# Your instructions
Copy out all lines bearing the word "StreamCrypto" from the listing below.
• • • •
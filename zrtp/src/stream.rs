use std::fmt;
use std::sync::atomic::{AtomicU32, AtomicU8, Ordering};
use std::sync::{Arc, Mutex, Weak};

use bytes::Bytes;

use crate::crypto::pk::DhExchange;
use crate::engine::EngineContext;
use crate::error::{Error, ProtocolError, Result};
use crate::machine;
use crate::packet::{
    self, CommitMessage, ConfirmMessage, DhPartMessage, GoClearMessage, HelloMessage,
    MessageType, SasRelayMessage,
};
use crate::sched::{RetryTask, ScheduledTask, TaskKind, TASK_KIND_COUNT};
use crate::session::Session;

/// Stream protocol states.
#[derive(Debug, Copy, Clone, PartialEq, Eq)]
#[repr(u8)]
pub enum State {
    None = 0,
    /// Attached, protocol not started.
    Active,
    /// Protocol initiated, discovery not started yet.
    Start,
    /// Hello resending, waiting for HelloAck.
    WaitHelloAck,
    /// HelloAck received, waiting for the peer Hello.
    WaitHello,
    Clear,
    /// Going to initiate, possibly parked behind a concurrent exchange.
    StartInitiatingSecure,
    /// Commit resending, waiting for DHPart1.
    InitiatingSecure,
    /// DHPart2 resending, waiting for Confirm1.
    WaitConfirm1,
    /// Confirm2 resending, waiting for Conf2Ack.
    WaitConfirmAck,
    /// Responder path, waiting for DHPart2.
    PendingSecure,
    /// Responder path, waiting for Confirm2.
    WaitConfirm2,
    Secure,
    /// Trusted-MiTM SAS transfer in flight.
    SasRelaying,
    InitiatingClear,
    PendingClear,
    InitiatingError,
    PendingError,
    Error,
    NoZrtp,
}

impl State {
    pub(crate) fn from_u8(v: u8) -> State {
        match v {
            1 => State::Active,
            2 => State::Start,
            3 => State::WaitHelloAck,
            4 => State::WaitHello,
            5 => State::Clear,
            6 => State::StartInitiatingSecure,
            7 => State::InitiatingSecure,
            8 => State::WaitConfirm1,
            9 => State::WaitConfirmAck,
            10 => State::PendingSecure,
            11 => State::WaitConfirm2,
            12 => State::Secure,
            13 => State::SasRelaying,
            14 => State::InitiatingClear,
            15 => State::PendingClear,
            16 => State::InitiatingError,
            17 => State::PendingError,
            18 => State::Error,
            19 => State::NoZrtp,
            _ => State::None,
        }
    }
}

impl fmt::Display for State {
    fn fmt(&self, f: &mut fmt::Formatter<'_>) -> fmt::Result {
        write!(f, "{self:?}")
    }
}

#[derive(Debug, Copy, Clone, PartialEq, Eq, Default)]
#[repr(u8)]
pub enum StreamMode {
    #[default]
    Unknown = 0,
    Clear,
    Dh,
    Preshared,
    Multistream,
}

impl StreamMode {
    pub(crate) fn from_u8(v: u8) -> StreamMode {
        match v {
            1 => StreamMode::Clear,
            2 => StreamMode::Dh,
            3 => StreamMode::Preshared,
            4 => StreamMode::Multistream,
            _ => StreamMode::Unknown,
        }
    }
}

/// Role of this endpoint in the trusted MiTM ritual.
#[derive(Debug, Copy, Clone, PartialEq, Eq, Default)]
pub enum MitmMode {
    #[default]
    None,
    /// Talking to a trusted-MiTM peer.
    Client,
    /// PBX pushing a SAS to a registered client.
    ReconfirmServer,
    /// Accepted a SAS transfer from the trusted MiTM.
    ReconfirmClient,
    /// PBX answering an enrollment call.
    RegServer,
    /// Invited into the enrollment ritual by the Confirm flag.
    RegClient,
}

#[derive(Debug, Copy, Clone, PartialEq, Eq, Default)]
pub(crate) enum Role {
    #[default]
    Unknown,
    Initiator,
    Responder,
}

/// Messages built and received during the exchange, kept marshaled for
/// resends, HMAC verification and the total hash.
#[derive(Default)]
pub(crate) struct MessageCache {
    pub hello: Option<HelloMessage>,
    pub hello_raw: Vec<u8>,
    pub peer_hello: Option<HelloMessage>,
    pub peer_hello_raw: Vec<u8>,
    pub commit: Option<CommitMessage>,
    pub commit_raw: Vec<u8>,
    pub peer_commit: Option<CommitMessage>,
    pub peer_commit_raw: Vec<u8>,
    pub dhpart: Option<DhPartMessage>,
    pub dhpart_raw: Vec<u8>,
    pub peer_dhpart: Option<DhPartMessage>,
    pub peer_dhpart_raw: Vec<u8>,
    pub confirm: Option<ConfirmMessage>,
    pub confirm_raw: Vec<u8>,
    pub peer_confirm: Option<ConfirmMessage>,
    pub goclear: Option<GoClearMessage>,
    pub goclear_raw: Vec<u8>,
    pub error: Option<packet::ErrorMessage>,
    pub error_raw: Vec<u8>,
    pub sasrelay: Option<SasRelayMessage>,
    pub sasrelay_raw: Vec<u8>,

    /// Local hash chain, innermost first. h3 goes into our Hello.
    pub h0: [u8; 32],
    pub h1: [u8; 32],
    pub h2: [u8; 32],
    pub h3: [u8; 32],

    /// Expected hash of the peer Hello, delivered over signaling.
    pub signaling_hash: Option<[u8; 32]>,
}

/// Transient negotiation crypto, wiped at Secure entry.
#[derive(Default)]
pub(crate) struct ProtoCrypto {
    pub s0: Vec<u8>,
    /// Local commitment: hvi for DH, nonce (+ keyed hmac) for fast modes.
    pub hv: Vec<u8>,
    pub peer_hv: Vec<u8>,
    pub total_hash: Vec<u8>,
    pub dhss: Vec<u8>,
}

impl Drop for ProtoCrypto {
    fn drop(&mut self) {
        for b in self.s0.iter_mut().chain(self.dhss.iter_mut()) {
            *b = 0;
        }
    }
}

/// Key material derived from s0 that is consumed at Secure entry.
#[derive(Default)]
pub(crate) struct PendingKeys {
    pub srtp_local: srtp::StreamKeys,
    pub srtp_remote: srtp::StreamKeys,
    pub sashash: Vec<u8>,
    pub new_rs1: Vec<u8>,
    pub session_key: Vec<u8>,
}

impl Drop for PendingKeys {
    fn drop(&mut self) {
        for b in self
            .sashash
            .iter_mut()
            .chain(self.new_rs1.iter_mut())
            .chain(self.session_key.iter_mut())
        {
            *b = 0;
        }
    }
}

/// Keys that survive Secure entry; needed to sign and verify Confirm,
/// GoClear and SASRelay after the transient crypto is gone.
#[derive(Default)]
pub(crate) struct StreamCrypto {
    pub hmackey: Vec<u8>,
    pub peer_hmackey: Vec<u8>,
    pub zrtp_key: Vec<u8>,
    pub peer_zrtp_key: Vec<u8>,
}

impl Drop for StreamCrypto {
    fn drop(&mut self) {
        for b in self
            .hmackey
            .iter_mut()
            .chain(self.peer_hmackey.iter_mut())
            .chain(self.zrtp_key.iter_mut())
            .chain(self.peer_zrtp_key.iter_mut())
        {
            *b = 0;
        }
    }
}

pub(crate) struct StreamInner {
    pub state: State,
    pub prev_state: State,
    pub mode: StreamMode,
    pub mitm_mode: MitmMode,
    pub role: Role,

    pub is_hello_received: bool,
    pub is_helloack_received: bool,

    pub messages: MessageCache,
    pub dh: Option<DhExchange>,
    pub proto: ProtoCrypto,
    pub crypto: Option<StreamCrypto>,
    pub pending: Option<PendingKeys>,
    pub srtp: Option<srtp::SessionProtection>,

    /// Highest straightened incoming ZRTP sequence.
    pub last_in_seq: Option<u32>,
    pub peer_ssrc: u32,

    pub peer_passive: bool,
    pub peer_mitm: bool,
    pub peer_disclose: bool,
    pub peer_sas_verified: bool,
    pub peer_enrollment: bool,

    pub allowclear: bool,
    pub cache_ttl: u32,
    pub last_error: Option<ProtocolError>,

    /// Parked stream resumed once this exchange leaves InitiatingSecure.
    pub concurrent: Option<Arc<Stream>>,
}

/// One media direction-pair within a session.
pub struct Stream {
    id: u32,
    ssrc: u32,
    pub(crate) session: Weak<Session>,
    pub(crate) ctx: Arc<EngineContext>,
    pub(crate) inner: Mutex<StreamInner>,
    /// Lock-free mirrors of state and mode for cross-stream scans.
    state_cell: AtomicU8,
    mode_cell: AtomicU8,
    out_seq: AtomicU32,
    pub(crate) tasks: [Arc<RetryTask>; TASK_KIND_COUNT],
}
• • • •
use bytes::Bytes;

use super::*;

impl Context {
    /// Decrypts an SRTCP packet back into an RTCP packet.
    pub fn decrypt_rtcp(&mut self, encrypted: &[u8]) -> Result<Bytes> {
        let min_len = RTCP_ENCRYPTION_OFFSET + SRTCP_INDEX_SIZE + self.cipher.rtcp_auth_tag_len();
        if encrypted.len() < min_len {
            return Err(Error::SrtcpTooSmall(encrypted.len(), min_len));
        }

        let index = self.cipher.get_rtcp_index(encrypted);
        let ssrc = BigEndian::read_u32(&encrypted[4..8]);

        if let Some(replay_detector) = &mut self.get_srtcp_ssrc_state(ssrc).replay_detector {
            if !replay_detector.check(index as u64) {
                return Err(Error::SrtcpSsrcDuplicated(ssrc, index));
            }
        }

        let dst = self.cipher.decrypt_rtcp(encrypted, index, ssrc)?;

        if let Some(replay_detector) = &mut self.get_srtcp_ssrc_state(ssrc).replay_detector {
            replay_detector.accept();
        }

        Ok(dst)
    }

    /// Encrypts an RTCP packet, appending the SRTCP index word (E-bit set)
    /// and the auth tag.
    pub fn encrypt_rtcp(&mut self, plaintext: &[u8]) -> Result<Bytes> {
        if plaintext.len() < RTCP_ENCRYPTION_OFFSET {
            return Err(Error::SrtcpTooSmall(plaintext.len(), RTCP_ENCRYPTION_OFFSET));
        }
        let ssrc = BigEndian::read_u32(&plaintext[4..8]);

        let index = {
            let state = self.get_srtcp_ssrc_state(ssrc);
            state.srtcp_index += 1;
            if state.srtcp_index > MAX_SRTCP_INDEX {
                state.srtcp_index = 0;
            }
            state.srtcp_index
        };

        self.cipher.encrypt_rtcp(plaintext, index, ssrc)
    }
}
• • • •
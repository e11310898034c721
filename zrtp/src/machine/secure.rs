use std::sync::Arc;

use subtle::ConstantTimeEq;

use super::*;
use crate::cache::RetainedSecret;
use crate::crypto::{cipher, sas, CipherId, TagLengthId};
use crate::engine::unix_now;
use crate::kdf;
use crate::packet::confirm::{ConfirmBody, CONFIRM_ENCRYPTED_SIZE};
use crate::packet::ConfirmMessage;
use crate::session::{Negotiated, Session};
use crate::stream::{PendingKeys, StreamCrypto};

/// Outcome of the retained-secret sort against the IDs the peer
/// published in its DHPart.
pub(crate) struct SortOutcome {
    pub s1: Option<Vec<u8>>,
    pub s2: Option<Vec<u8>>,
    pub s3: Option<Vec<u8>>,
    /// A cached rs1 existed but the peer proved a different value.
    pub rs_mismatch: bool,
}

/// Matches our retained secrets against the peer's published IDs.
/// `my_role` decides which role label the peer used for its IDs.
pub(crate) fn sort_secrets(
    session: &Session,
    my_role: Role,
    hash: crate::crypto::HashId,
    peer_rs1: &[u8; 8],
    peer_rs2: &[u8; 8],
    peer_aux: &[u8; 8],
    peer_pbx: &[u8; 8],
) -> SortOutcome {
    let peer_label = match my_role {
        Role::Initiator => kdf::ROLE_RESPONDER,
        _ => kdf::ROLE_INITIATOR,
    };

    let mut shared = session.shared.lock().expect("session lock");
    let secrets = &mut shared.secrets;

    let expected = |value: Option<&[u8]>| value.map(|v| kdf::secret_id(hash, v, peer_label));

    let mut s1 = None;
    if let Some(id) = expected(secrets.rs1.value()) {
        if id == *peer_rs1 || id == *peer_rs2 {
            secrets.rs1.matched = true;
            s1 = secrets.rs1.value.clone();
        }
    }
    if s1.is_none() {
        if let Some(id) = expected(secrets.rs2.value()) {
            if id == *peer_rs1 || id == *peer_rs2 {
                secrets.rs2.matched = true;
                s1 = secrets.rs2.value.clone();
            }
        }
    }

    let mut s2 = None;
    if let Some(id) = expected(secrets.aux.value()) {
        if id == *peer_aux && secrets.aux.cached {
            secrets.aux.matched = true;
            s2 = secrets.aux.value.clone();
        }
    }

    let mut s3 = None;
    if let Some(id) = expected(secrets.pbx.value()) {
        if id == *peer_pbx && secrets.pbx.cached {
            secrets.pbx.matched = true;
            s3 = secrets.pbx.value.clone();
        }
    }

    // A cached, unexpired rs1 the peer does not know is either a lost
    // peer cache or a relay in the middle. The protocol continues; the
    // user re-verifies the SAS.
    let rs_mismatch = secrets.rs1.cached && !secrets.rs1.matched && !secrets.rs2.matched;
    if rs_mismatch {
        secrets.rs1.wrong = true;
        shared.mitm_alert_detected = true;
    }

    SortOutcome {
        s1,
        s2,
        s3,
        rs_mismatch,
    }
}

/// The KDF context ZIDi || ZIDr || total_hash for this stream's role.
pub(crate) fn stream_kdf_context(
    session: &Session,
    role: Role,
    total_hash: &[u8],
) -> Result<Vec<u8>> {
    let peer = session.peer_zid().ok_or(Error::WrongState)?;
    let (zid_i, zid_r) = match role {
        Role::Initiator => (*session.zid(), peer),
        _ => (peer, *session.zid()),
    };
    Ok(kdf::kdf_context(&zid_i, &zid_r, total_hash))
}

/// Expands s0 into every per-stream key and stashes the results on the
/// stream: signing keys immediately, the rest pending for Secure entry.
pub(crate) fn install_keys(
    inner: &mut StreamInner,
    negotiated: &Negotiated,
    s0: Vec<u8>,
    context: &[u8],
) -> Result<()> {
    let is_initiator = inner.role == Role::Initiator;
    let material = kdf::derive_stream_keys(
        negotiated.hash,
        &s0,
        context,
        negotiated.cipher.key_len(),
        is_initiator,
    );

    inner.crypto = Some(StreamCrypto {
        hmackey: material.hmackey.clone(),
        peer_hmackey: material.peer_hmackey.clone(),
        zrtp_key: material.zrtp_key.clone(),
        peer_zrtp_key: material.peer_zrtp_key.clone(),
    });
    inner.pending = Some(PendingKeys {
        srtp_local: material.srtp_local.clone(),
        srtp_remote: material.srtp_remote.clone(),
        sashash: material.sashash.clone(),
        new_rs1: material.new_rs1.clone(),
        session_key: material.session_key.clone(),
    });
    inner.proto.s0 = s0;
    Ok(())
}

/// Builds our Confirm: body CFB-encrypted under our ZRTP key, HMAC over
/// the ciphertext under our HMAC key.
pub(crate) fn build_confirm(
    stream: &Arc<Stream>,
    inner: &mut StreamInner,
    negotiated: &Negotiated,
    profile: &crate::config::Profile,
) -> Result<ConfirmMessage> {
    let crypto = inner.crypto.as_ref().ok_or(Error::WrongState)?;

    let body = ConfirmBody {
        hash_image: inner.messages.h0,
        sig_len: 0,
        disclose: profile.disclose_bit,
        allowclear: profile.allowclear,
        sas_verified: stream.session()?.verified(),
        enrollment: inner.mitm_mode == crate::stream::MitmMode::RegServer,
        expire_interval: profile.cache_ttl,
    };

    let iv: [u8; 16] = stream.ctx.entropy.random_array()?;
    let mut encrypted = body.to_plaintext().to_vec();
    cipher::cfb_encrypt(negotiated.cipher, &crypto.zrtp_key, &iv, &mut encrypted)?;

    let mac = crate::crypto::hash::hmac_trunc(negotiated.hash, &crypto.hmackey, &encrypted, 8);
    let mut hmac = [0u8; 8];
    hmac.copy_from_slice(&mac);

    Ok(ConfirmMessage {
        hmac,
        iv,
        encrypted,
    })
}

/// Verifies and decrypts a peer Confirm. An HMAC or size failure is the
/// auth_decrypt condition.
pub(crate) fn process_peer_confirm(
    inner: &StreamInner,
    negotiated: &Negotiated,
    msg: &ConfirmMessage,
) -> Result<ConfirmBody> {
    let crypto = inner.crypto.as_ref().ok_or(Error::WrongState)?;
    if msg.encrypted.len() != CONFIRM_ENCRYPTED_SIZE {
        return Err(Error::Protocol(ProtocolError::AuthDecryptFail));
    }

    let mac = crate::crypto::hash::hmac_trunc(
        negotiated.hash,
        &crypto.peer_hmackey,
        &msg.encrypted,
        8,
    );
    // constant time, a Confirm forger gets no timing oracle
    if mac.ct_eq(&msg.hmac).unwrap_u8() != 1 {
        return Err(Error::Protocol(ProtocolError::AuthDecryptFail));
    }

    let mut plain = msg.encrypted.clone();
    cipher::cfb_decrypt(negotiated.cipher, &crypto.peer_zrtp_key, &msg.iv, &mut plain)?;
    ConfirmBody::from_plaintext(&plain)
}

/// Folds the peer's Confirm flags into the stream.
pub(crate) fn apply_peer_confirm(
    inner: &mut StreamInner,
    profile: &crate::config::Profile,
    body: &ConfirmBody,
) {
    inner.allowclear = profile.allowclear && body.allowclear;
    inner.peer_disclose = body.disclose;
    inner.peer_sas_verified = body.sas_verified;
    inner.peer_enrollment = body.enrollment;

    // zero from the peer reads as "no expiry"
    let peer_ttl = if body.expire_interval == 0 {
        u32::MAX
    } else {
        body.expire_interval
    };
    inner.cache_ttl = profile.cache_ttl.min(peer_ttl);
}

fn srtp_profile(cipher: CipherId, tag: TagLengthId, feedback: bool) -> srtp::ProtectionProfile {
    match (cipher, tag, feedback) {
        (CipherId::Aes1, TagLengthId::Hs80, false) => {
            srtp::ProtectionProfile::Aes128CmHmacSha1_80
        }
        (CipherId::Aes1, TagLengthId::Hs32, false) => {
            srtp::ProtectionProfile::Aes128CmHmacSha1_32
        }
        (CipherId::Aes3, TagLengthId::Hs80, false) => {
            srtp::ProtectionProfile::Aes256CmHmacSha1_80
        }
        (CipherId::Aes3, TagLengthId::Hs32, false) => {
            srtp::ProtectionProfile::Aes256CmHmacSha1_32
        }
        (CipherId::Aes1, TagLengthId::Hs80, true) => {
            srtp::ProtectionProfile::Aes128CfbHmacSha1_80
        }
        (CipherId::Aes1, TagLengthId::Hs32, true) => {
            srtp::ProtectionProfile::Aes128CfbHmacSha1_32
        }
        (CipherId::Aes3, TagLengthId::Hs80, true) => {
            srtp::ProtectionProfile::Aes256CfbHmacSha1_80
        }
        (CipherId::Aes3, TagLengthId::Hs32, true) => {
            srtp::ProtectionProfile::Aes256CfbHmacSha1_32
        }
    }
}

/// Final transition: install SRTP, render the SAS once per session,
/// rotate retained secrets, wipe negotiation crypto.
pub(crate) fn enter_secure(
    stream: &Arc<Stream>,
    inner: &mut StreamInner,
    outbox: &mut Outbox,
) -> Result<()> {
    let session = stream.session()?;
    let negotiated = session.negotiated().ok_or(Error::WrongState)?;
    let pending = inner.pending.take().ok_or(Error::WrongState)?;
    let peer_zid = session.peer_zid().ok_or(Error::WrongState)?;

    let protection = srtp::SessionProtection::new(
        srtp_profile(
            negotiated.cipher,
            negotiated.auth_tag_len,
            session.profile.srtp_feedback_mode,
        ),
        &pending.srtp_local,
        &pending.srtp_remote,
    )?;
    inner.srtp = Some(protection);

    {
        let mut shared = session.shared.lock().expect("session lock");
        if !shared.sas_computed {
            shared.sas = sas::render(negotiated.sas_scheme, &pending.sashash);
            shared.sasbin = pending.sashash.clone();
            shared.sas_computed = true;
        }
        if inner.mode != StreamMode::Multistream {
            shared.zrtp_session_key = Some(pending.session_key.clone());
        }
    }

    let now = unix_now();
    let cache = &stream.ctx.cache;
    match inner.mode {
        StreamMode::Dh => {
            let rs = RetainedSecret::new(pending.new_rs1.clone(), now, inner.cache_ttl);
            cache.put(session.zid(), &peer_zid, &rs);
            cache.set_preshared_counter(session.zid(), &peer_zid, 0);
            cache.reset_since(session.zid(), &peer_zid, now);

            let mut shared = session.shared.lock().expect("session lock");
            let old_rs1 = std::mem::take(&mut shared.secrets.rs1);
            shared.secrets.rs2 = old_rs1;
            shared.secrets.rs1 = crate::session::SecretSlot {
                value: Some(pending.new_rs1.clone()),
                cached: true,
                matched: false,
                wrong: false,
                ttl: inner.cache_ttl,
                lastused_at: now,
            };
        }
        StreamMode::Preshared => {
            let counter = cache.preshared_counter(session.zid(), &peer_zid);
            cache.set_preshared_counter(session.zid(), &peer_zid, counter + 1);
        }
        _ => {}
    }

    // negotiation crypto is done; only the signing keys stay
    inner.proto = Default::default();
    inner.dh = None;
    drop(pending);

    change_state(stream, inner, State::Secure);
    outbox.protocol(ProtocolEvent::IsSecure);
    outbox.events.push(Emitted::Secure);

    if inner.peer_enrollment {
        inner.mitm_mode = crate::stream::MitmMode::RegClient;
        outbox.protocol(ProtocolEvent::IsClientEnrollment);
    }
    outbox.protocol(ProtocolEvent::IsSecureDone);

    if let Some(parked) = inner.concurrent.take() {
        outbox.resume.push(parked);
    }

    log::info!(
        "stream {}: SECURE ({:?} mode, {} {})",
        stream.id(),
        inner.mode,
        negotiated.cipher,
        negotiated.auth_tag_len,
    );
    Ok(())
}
• • • •
# Result below
pub(crate) struct StreamCrypto {
impl Drop for StreamCrypto {
    pub crypto: Option<StreamCrypto>,
use crate::stream::{PendingKeys, StreamCrypto};
    inner.crypto = Some(StreamCrypto {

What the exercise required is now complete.